AIM OF THE EXERCISE — Provide only the number of lines below that hold "provider".

DATA FOR THE TASK —
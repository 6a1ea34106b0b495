use std::path::{Path, PathBuf};
use std::sync::atomic::{AtomicBool, Ordering};
use std::sync::mpsc::{self, Receiver, Sender};
use std::sync::Arc;

use nih_plug::prelude::*;
use nih_plug_vizia::vizia::prelude::*;
use nih_plug_vizia::widgets::*;
use nih_plug_vizia::{create_vizia_editor, ViziaState, ViziaTheming};

use crate::params::NoiseGateParams;
use crate::plugin::NoiseGate;
use crate::state::GateState;
use crate::tasks::{TaskRequests, TaskResults};

const NO_PRESET: &str = "No preset";

/// What the processor shares with the editor
pub struct EditorStates {
    pub params: Arc<NoiseGateParams>,

    /// Set by the audio thread at the end of every block
    pub gate_open: Arc<AtomicBool>,
}

pub fn default_state() -> Arc<ViziaState> {
    ViziaState::new(|| (420, 260))
}

pub enum AppEvent {
    LoadPreset,
    /// Overwrite the last loaded preset, or ask for a path if there is none
    SavePreset,
    SavePresetAs,
}

#[derive(Lens)]
pub struct Data {
    params: Arc<NoiseGateParams>,
    gate_open: Arc<AtomicBool>,
    preset_name: String,
    preset_path: Option<PathBuf>,
    gui_context: Arc<dyn GuiContext>,
    async_executor: AsyncExecutor<NoiseGate>,

    // Presets decoded by the background thread
    results_sender: Sender<TaskResults>,
    results: Receiver<TaskResults>,
}

impl Data {
    fn load_preset(&self) {
        self.async_executor
            .execute_background(TaskRequests::LoadPreset(self.results_sender.clone()));
    }

    fn handle_results(&mut self) {
        while let Ok(result) = self.results.try_recv() {
            match result {
                TaskResults::LoadedPreset(path, state) => {
                    // Parameter changes have to go through the GUI context
                    let setter = ParamSetter::new(self.gui_context.as_ref());
                    state.restore(&self.params, &setter);
                    nih_log!("Loaded preset {}", path.display());
                    self.preset_name = preset_name(&path);
                    self.preset_path = Some(path);
                }
            }
        }
    }

    fn save_preset(&self, ask_for_path: bool) {
        let state = GateState::capture(&self.params);
        let request = match &self.preset_path {
            Some(path) if !ask_for_path => TaskRequests::WritePreset(path.clone(), state),
            _ => TaskRequests::SavePreset(state),
        };
        self.async_executor.execute_background(request);
    }
}

impl Model for Data {
    fn event(&mut self, _cx: &mut EventContext, event: &mut Event) {
        // Events bubble up to this model, loaded presets are applied on the next one
        self.handle_results();

        event.map(|app_event, _| match app_event {
            AppEvent::LoadPreset => self.load_preset(),
            AppEvent::SavePreset => self.save_preset(false),
            AppEvent::SavePresetAs => self.save_preset(true),
        });
    }
}

fn preset_name(path: &Path) -> String {
    path.file_stem()
        .and_then(|name| name.to_str())
        .map(String::from)
        .unwrap_or_else(|| String::from(NO_PRESET))
}

fn param_column<'a, P, FMap>(
    cx: &'a mut Context,
    title: &str,
    params_to_param: FMap,
) -> Handle<'a, VStack>
where
    P: Param + 'static,
    FMap: Fn(&Arc<NoiseGateParams>) -> &P + Copy + 'static,
{
    let title = title.to_string();
    VStack::new(cx, move |cx| {
        Label::new(cx, &title).class("param-title");
        ParamSlider::new(cx, Data::params, params_to_param);
    })
    .class("param-column")
}

pub fn create_editor(
    states: EditorStates,
    async_executor: AsyncExecutor<NoiseGate>,
) -> Option<Box<dyn Editor>> {
    create_vizia_editor(
        states.params.editor_state.clone(),
        ViziaTheming::Custom,
        move |cx, gui_context| {
            if let Err(e) = cx.add_stylesheet(include_style!("src/editor/style.css")) {
                nih_error!("Couldn't load the editor stylesheet: {:?}", e);
            }

            let (results_sender, results) = mpsc::channel();
            Data {
                params: states.params.clone(),
                gate_open: states.gate_open.clone(),
                preset_name: String::from(NO_PRESET),
                preset_path: None,
                gui_context,
                async_executor: async_executor.clone(),
                results_sender,
                results,
            }
            .build(cx);

            VStack::new(cx, |cx| {
                Label::new(cx, "Sidechain Gate").class("title");

                HStack::new(cx, |cx| {
                    param_column(cx, "Threshold", |params| &params.threshold);
                    param_column(cx, "Alpha", |params| &params.alpha);
                })
                .class("params");

                HStack::new(cx, |cx| {
                    Element::new(cx).class("led").toggle_class(
                        "open",
                        Data::gate_open.map(|open| open.load(Ordering::Relaxed)),
                    );
                    Label::new(cx, Data::preset_name).class("preset-name");
                    Button::new(
                        cx,
                        |cx| cx.emit(AppEvent::LoadPreset),
                        |cx| Label::new(cx, "Load"),
                    );
                    Button::new(
                        cx,
                        |cx| cx.emit(AppEvent::SavePreset),
                        |cx| Label::new(cx, "Save"),
                    );
                    Button::new(
                        cx,
                        |cx| cx.emit(AppEvent::SavePresetAs),
                        |cx| Label::new(cx, "Save As"),
                    );
                })
                .class("preset-bar");
            })
            .class("main");

            ResizeHandle::new(cx);
        },
    )
}

#[cfg(test)]
mod tests {
    use super::*;

    #[test]
    fn test_preset_name() {
        assert_eq!(preset_name(Path::new("/tmp/kick bus.gate")), "kick bus");
        assert_eq!(preset_name(Path::new("/")), NO_PRESET);
    }
}
use nih_plug::prelude::*;

/// The side-chain is always a stereo pair
pub const SIDE_CHAIN_CHANNELS: u32 = 2;

const SIDE_CHAIN_NAMES: PortNames = PortNames {
    layout: None,
    main_input: None,
    main_output: None,
    aux_inputs: &["Sidechain In"],
    aux_outputs: &[],
};

// The first audio IO layout is used as the default. Main input and output always match, so a
// host can only pick between stereo and mono, the side-chain stays stereo either way.
pub const AUDIO_IO_LAYOUTS: &[AudioIOLayout] = &[
    AudioIOLayout {
        main_input_channels: NonZeroU32::new(2),
        main_output_channels: NonZeroU32::new(2),

        aux_input_ports: &[new_nonzero_u32(SIDE_CHAIN_CHANNELS)],
        aux_output_ports: &[],

        names: PortNames {
            layout: Some("Stereo"),
            ..SIDE_CHAIN_NAMES
        },
    },
    AudioIOLayout {
        main_input_channels: NonZeroU32::new(1),
        main_output_channels: NonZeroU32::new(1),

        aux_input_ports: &[new_nonzero_u32(SIDE_CHAIN_CHANNELS)],
        aux_output_ports: &[],

        names: PortNames {
            layout: Some("Mono"),
            ..SIDE_CHAIN_NAMES
        },
    },
];

/// Checks a layout against the bus policy: the main bus has the same non-zero
/// channel count on both sides, and there is exactly one stereo side-chain
/// input and no extra outputs.
pub fn is_supported(layout: &AudioIOLayout) -> bool {
    let main_matches = layout.main_input_channels.is_some()
        && layout.main_input_channels == layout.main_output_channels;
    let side_chain_is_stereo = matches!(
        layout.aux_input_ports,
        [channels] if channels.get() == SIDE_CHAIN_CHANNELS
    );

    main_matches && side_chain_is_stereo && layout.aux_output_ports.is_empty()
}
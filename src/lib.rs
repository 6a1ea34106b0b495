mod editor;
pub mod gate;
pub mod layout;
pub mod params;
mod plugin;
pub mod state;
mod tasks;

use nih_plug::prelude::*;
pub use plugin::NoiseGate;

impl ClapPlugin for NoiseGate {
    const CLAP_ID: &'static str = "ovh.sacharenault.sidechain-gate";
    const CLAP_DESCRIPTION: Option<&'static str> = Some("Noise gate keyed by a stereo side-chain");
    const CLAP_MANUAL_URL: Option<&'static str> = Some(Self::URL);
    const CLAP_SUPPORT_URL: Option<&'static str> = None;

    const CLAP_FEATURES: &'static [ClapFeature] = &[
        ClapFeature::AudioEffect,
        ClapFeature::Gate,
        ClapFeature::Stereo,
        ClapFeature::Mono,
    ];
}

nih_export_clap!(NoiseGate);

impl Vst3Plugin for NoiseGate {
    const VST3_CLASS_ID: [u8; 16] = *b"SidechainGateSR!";

    const VST3_SUBCATEGORIES: &'static [Vst3SubCategory] =
        &[Vst3SubCategory::Fx, Vst3SubCategory::Dynamics];
}

nih_export_vst3!(NoiseGate);
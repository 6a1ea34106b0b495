use std::sync::Arc;

use nih_plug::prelude::*;
use nih_plug_vizia::ViziaState;

use crate::editor;
use crate::gate::GateSettings;

pub const DEFAULT_THRESHOLD: f32 = 0.5;
pub const DEFAULT_ALPHA: f32 = 0.8;

/// Both parameters live on the same normalized scale
pub const UNIT_RANGE: FloatRange = FloatRange::Linear { min: 0., max: 1. };

#[derive(Params)]
pub struct NoiseGateParams {
    /// Editor window size, restored with the session
    #[persist = "editor-state"]
    pub editor_state: Arc<ViziaState>,

    /// The parameter's ID is used to identify the parameter in the wrapped plugin API. As long as
    /// these IDs remain constant, you can rename and reorder these fields as you wish. The
    /// parameters are exposed to the host in the same order they were defined.
    #[id = "threshold"]
    pub threshold: FloatParam,

    #[id = "alpha"]
    pub alpha: FloatParam,
}

impl NoiseGateParams {
    /// Snapshot of the current values, taken once per block.
    ///
    /// Parameters are read unsmoothed on purpose, the whole block sees the
    /// exact same threshold and alpha.
    #[inline]
    pub fn settings(&self) -> GateSettings {
        GateSettings::new(self.threshold.value(), self.alpha.value())
    }
}

impl Default for NoiseGateParams {
    fn default() -> Self {
        Self {
            editor_state: editor::default_state(),
            threshold: FloatParam::new("Threshold", DEFAULT_THRESHOLD, UNIT_RANGE)
                .with_value_to_string(formatters::v2s_f32_rounded(2)),
            alpha: FloatParam::new("Alpha", DEFAULT_ALPHA, UNIT_RANGE)
                .with_value_to_string(formatters::v2s_f32_rounded(2)),
        }
    }
}

#[cfg(test)]
mod tests {
    use super::*;

    #[test]
    fn test_defaults() {
        let params = NoiseGateParams::default();
        assert_eq!(params.threshold.value(), 0.5);
        assert_eq!(params.alpha.value(), 0.8);
        assert_eq!(params.settings(), GateSettings::new(0.5, 0.8));
    }

    #[test]
    fn test_ranges_are_normalized() {
        let params = NoiseGateParams::default();
        for param in [&params.threshold, &params.alpha] {
            assert_eq!(param.preview_plain(0.), 0.);
            assert_eq!(param.preview_plain(1.), 1.);
            assert_eq!(param.preview_normalized(0.25), 0.25);
        }
    }

    #[test]
    fn test_names_and_ids() {
        let params = NoiseGateParams::default();
        assert_eq!(params.threshold.name(), "Threshold");
        assert_eq!(params.alpha.name(), "Alpha");

        let ids: Vec<String> = params.param_map().into_iter().map(|(id, _, _)| id).collect();
        assert_eq!(ids, ["threshold", "alpha"]);
    }
}
use std::path::{Path, PathBuf};
use std::sync::mpsc::Sender;

use nih_plug::prelude::*;

use crate::state::{GateState, StateError, PRESET_EXTENSION};

/// Work the editor hands off to the background thread
#[derive(Debug)]
pub enum TaskRequests {
    /// Ask the user where to write the preset, then write it
    SavePreset(GateState),

    /// Write the preset to a known path
    WritePreset(PathBuf, GateState),

    /// Ask the user for a preset file, decode it and send it back to the editor
    LoadPreset(Sender<TaskResults>),
}

/// What the background thread hands back to the editor
#[derive(Debug)]
pub enum TaskResults {
    LoadedPreset(PathBuf, GateState),
}

/// Runs a single background task. File dialogs block, so this must never run
/// on the audio or GUI thread.
pub fn run(task: TaskRequests) {
    let (path, state) = match task {
        TaskRequests::SavePreset(state) => match pick_save_path() {
            Some(path) => (path, state),
            None => return,
        },
        TaskRequests::WritePreset(path, state) => (path, state),
        TaskRequests::LoadPreset(results) => {
            if let Some(path) = pick_preset_file() {
                read_preset(path, &results);
            }
            return;
        }
    };

    match write_preset(&path, &state) {
        Ok(path) => nih_log!("Saved preset to {}", path.display()),
        Err(e) => nih_error!("Failed to save preset to {}: {}", path.display(), e),
    }
}

fn pick_save_path() -> Option<PathBuf> {
    rfd::FileDialog::new()
        .add_filter("gate preset", &[PRESET_EXTENSION])
        .set_file_name(format!("preset.{PRESET_EXTENSION}"))
        .save_file()
}

/// Opens a preset chooser. Blocks until the user picks a file or cancels.
fn pick_preset_file() -> Option<PathBuf> {
    rfd::FileDialog::new()
        .add_filter("gate preset", &[PRESET_EXTENSION])
        .pick_file()
}

/// Decodes a preset file and sends it to the editor, which applies it on the
/// GUI thread.
fn read_preset(path: PathBuf, results: &Sender<TaskResults>) {
    match GateState::load(&path) {
        Ok(state) => {
            // The editor may have been closed in the meantime
            let _ = results.send(TaskResults::LoadedPreset(path, state));
        }
        Err(e) => nih_error!("Failed to load preset {}: {}", path.display(), e),
    }
}

/// Writes the preset, adding the extension when it's missing, and returns the
/// path that was actually written.
pub fn write_preset(path: &Path, state: &GateState) -> Result<PathBuf, StateError> {
    let path = if path.extension().is_none() {
        path.with_extension(PRESET_EXTENSION)
    } else {
        path.to_path_buf()
    };
    state.save(&path)?;
    Ok(path)
}

#[cfg(test)]
mod tests {
    use super::*;

    use std::sync::mpsc;

    #[test]
    fn test_read_preset_sends_decoded_state() {
        let path = std::env::temp_dir().join(format!(
            "sidechain-gate-read-{}.{PRESET_EXTENSION}",
            std::process::id()
        ));
        let state = GateState::new(0.35, 0.65);
        state.save(&path).unwrap();

        let (sender, receiver) = mpsc::channel();
        read_preset(path.clone(), &sender);
        match receiver.try_recv().unwrap() {
            TaskResults::LoadedPreset(loaded_path, loaded) => {
                assert_eq!(loaded_path, path);
                assert_eq!(loaded, state);
            }
        }

        // A broken file is logged and nothing reaches the editor
        std::fs::write(&path, [0xAB; 3]).unwrap();
        read_preset(path.clone(), &sender);
        assert!(receiver.try_recv().is_err());

        std::fs::remove_file(&path).unwrap();
        read_preset(path, &sender);
        assert!(receiver.try_recv().is_err());
    }

    #[test]
    fn test_read_preset_survives_closed_editor() {
        let path = std::env::temp_dir().join(format!(
            "sidechain-gate-closed-{}.{PRESET_EXTENSION}",
            std::process::id()
        ));
        GateState::new(0.5, 0.5).save(&path).unwrap();

        let (sender, receiver) = mpsc::channel();
        drop(receiver);
        read_preset(path.clone(), &sender);

        std::fs::remove_file(path).unwrap();
    }

    #[test]
    fn test_write_preset_adds_extension() {
        let base = std::env::temp_dir().join(format!("sidechain-gate-task-{}", std::process::id()));
        let state = GateState::new(0.4, 0.6);

        let written = write_preset(&base, &state).unwrap();
        assert_eq!(written.extension().unwrap(), PRESET_EXTENSION);
        assert_eq!(GateState::load(&written).unwrap(), state);

        // An explicit extension is left alone
        let custom = base.with_extension("bin");
        assert_eq!(write_preset(&custom, &state).unwrap(), custom);

        std::fs::remove_file(written).unwrap();
        std::fs::remove_file(custom).unwrap();
    }

    #[test]
    fn test_run_writes_known_path() {
        let path = std::env::temp_dir().join(format!(
            "sidechain-gate-run-{}.{PRESET_EXTENSION}",
            std::process::id()
        ));
        let state = GateState::new(0.9, 0.05);

        run(TaskRequests::WritePreset(path.clone(), state));
        assert_eq!(GateState::load(&path).unwrap(), state);
        std::fs::remove_file(path).unwrap();
    }
}
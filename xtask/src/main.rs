fn main() -> nih_plug_xtask::Result<()> {
    nih_plug_xtask::main()
}
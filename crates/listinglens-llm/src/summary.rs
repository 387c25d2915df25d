use listinglens_core::traits::TextGenerator;
use listinglens_core::types::MatchResult;
use std::fmt::Write as _;

/// Fixed narrative for an empty match set. Returned without calling the
/// generation service so the empty path stays deterministic and offline.
pub const NO_RESULTS_NARRATIVE: &str =
    "No listings matched your search. Try widening the price range or relaxing a constraint.";

/// Renders a buyer-facing exposé over the matches by delegating to the
/// text-generation service.
pub struct SummaryGenerator {
    generator: Box<dyn TextGenerator>,
}

impl SummaryGenerator {
    pub fn new(generator: Box<dyn TextGenerator>) -> Self {
        Self { generator }
    }

    pub fn summarize(&self, matches: &[MatchResult]) -> anyhow::Result<String> {
        if matches.is_empty() {
            return Ok(NO_RESULTS_NARRATIVE.to_string());
        }
        self.generator.generate(&summary_prompt(matches))
    }
}

/// Deterministic prompt over the ranked matches. Fields appear in the same
/// order as the embedding text, so "what the model sees" stays consistent
/// across indexing and summarization.
pub fn summary_prompt(matches: &[MatchResult]) -> String {
    let mut prompt = String::from(
        "Based on the following real estate listings, write a compelling summary or \
         exposé highlighting the key features and benefits of these properties:\n\n",
    );
    for m in matches {
        let r = &m.record;
        // Write into a String cannot fail.
        let _ = write!(
            prompt,
            "Listing {}:\nNeighborhood: {}\nPrice: ${}\nBedrooms: {}\nBathrooms: {}\n\
             House Size: {} sqft\nDescription: {}\nNeighborhood Description: {}\n\n",
            m.rank,
            r.neighborhood,
            r.price,
            r.bedrooms,
            r.bathrooms,
            r.size,
            r.description,
            r.neighborhood_description,
        );
    }
    prompt.push_str(
        "Please provide a summary that would appeal to a potential buyer, focusing on \
         how these listings meet the user's preferences.",
    );
    prompt
}
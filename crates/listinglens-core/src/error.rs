use thiserror::Error;

#[derive(Debug, Error)]
pub enum Error {
    #[error("Invalid configuration: {0}")]
    InvalidConfig(String),

    #[error("Parse failed: {0}")]
    Parse(String),

    #[error("Index operation failed: {0}")]
    Index(String),

    #[error("Invalid query: {0}")]
    Query(String),

    #[error("Listing {0} not found")]
    NotFound(u64),

    #[error("Operation failed: {0}")]
    Operation(String),
}

pub type Result<T> = std::result::Result<T, Error>;
use std::env;

use anyhow::Context;
use indicatif::{ProgressBar, ProgressStyle};
use listinglens_core::config::Config;
use listinglens_core::parser::RecordParser;
use listinglens_core::store::ListingStore;
use listinglens_core::types::SearchCriteria;
use listinglens_hybrid::HybridSearchEngine;
use listinglens_index::embed::RemoteEmbedder;
use listinglens_index::EmbeddingIndexer;
use listinglens_llm::{generate_listings, RemoteGenerator, SummaryGenerator};
use tracing_subscriber::EnvFilter;

fn parse_args() -> (String, Vec<String>) {
    let mut args: Vec<String> = env::args().collect();
    let prog = args.remove(0);
    if args.is_empty() {
        eprintln!("Usage: {prog} <generate|search> [args...]");
        std::process::exit(1);
    }
    let cmd = args.remove(0);
    (cmd, args)
}

fn main() -> anyhow::Result<()> {
    tracing_subscriber::fmt()
        .with_env_filter(EnvFilter::from_default_env())
        .init();

    let config = Config::load().map_err(|e| {
        eprintln!("Error loading config: {e}");
        e
    })?;
    let (cmd, args) = parse_args();
    match cmd.as_str() {
        "generate" => {
            let count: usize = args
                .first()
                .map(|a| a.parse().context("count must be a number"))
                .transpose()?
                .unwrap_or(10);
            let listings_path = config.listings_path();
            let mut store = ListingStore::load(&listings_path);

            let generator = RemoteGenerator::new(&config.openai()?)?;
            println!("Generating {count} listings...");
            let raw = generate_listings(&generator, count)?;

            let batch = RecordParser::new().parse(&raw, count, store.next_id())?;
            if !batch.rejects.is_empty() {
                println!("⚠️  {} fragment(s) could not be parsed:", batch.rejects.len());
                for reject in &batch.rejects {
                    println!("   - {}", reject.reason);
                }
            }
            let added = store.add_batch(&batch)?;
            store.save(&listings_path)?;
            println!("✅ Stored {added} listings ({} total) in {}", store.len(), listings_path.display());
        }
        "search" => {
            let (criteria, k) = parse_search_args(&args, config.search().default_k)?;
            let listings_path = config.listings_path();
            let store = ListingStore::load(&listings_path);
            if store.is_empty() {
                println!("No listings stored yet. Run `listinglens generate` first.");
                return Ok(());
            }

            let openai = config.openai()?;
            let embedder = RemoteEmbedder::new(&openai)?;
            let mut index = EmbeddingIndexer::new(Box::new(embedder));
            let spinner = ProgressBar::new_spinner();
            spinner.set_style(ProgressStyle::default_spinner());
            spinner.set_message(format!("Indexing {} listings...", store.len()));
            spinner.enable_steady_tick(std::time::Duration::from_millis(120));
            index.build(&store)?;
            spinner.finish_with_message("Index ready");

            let engine = HybridSearchEngine::new(config.search().overfetch_factor);
            let matches = engine.search(&store, &index, &criteria, k)?;

            for m in &matches {
                let r = &m.record;
                println!("### Match {} (score {:.4})", m.rank, m.score);
                println!("Listing {}: {} (${})", r.id, r.neighborhood, r.price);
                println!("{} bd / {} ba / {} sqft", r.bedrooms, r.bathrooms, r.size);
                println!("{}\n", r.description);
            }
            if matches.is_empty() {
                println!("No matching listings found based on your preferences.");
            }

            let summarizer = SummaryGenerator::new(Box::new(RemoteGenerator::new(&openai)?));
            let narrative = summarizer.summarize(&matches)?;
            println!("--- Summary ---\n{narrative}");
        }
        _ => {
            eprintln!("Unknown command: {cmd}");
            std::process::exit(1);
        }
    }
    Ok(())
}

/// Flags mirror the structured criteria; everything left over becomes the
/// free-text requirements.
fn parse_search_args(args: &[String], default_k: usize) -> anyhow::Result<(SearchCriteria, usize)> {
    let mut criteria = SearchCriteria::default();
    let mut k = default_k;
    let mut free_text: Vec<String> = Vec::new();

    let mut iter = args.iter();
    while let Some(arg) = iter.next() {
        let mut take = |name: &str| -> anyhow::Result<String> {
            iter.next()
                .cloned()
                .with_context(|| format!("{name} needs a value"))
        };
        match arg.as_str() {
            "--neighborhood" => criteria.neighborhood = Some(take("--neighborhood")?),
            "--min-price" => criteria.min_price = Some(take("--min-price")?.parse()?),
            "--max-price" => criteria.max_price = Some(take("--max-price")?.parse()?),
            "--min-bedrooms" => criteria.min_bedrooms = Some(take("--min-bedrooms")?.parse()?),
            "--min-bathrooms" => criteria.min_bathrooms = Some(take("--min-bathrooms")?.parse()?),
            "--min-size" => criteria.min_size = Some(take("--min-size")?.parse()?),
            "-k" | "--top" => k = take("-k")?.parse()?,
            other => free_text.push(other.to_string()),
        }
    }
    if !free_text.is_empty() {
        criteria.requirements = Some(free_text.join(" "));
    }
    Ok((criteria, k))
}
//! Text-generation collaborators: listing generation and match summaries.
//!
//! Everything here funnels through `listinglens_core::traits::TextGenerator`
//! so tests swap in offline fakes and never touch the network.

pub mod provider;
pub mod summary;

pub use provider::RemoteGenerator;
pub use summary::{SummaryGenerator, NO_RESULTS_NARRATIVE};

use listinglens_core::traits::TextGenerator;
use tracing::info;

/// Prompt for a batch of synthetic listings. Contains one fully worked
/// example so the model keeps the labeled layout the parser expects.
/// The parser must still treat the reply as untrusted.
pub fn listing_prompt(count: usize) -> String {
    format!(
        "Your goal is to generate realistic real estate listings that include the \
         following parameters: neighborhood, price, bedroom count, bathroom count, \
         house size, a description of the house and a neighborhood description.\n\
         One example is:\n\
         Neighborhood: Green Oaks\n\
         Price: $800,000\n\
         Bedrooms: 3\n\
         Bathrooms: 2\n\
         House Size: 2,000 sqft\n\n\
         Description: Welcome to this eco-friendly oasis nestled in the heart of \
         Green Oaks. This charming 3-bedroom, 2-bathroom home boasts energy-efficient \
         features such as solar panels and a well-insulated structure.\n\n\
         Neighborhood Description: Green Oaks is a close-knit, environmentally-conscious \
         community with access to organic grocery stores, community gardens, and bike paths.\n\n\
         Create {count} listings, numbered 1. to {count}."
    )
}

/// Ask the generation service for `count` listings and hand back its raw
/// reply for the parser.
pub fn generate_listings(generator: &dyn TextGenerator, count: usize) -> anyhow::Result<String> {
    info!(count, "requesting generated listings");
    generator.generate(&listing_prompt(count))
}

PROBLEM SOLUTION — 2